[Exercise instructions]: In the material below, how many lines include the word "config"? Write only the number.

[Records shown]:
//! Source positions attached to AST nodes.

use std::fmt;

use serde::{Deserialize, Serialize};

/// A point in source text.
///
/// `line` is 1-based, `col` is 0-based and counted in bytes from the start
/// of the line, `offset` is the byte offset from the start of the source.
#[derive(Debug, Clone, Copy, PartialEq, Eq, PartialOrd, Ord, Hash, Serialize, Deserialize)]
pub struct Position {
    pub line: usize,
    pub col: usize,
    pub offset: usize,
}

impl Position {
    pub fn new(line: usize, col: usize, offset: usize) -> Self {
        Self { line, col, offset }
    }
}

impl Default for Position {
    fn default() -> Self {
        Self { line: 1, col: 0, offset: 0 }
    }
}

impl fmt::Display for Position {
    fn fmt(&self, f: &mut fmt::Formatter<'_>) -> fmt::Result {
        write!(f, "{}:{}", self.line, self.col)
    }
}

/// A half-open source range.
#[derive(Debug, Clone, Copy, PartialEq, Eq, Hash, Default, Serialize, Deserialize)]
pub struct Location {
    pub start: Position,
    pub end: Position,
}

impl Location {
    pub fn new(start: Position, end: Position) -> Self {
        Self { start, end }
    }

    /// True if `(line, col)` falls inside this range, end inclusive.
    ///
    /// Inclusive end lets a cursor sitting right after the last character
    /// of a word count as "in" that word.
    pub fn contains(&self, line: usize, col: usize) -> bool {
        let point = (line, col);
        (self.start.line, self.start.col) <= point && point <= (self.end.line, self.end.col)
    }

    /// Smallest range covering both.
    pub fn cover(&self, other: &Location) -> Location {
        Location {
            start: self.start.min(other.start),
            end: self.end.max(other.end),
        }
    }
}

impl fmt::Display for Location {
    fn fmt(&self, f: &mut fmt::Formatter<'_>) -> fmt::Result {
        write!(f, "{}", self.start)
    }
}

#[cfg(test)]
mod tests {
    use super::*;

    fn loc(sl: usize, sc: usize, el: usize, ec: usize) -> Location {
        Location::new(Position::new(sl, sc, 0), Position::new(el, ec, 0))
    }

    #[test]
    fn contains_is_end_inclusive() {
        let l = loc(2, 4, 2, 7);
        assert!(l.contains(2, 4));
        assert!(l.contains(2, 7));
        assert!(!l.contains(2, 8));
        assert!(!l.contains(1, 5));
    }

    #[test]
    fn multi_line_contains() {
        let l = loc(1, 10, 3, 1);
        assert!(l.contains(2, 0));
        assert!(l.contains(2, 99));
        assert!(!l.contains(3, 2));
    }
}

---

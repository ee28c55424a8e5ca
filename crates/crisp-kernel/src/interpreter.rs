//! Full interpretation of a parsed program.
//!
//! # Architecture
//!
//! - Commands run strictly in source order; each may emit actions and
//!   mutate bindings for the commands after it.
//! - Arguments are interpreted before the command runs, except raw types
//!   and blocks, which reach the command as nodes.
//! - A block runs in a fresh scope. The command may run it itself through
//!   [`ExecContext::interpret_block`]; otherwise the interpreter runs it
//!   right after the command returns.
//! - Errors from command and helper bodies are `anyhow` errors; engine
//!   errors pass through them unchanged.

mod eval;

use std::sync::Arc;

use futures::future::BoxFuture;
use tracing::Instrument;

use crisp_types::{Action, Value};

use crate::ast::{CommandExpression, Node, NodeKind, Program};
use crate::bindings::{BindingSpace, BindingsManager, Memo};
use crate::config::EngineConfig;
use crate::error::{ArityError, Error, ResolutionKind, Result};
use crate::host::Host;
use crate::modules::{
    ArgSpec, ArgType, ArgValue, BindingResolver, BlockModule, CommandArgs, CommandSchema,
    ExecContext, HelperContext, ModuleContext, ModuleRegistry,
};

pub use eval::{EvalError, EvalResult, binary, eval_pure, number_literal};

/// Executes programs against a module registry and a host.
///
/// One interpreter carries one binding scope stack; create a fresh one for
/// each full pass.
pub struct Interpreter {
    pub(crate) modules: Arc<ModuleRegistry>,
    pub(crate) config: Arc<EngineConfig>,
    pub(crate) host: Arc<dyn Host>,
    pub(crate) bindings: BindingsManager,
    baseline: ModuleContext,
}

[Expected output]: 2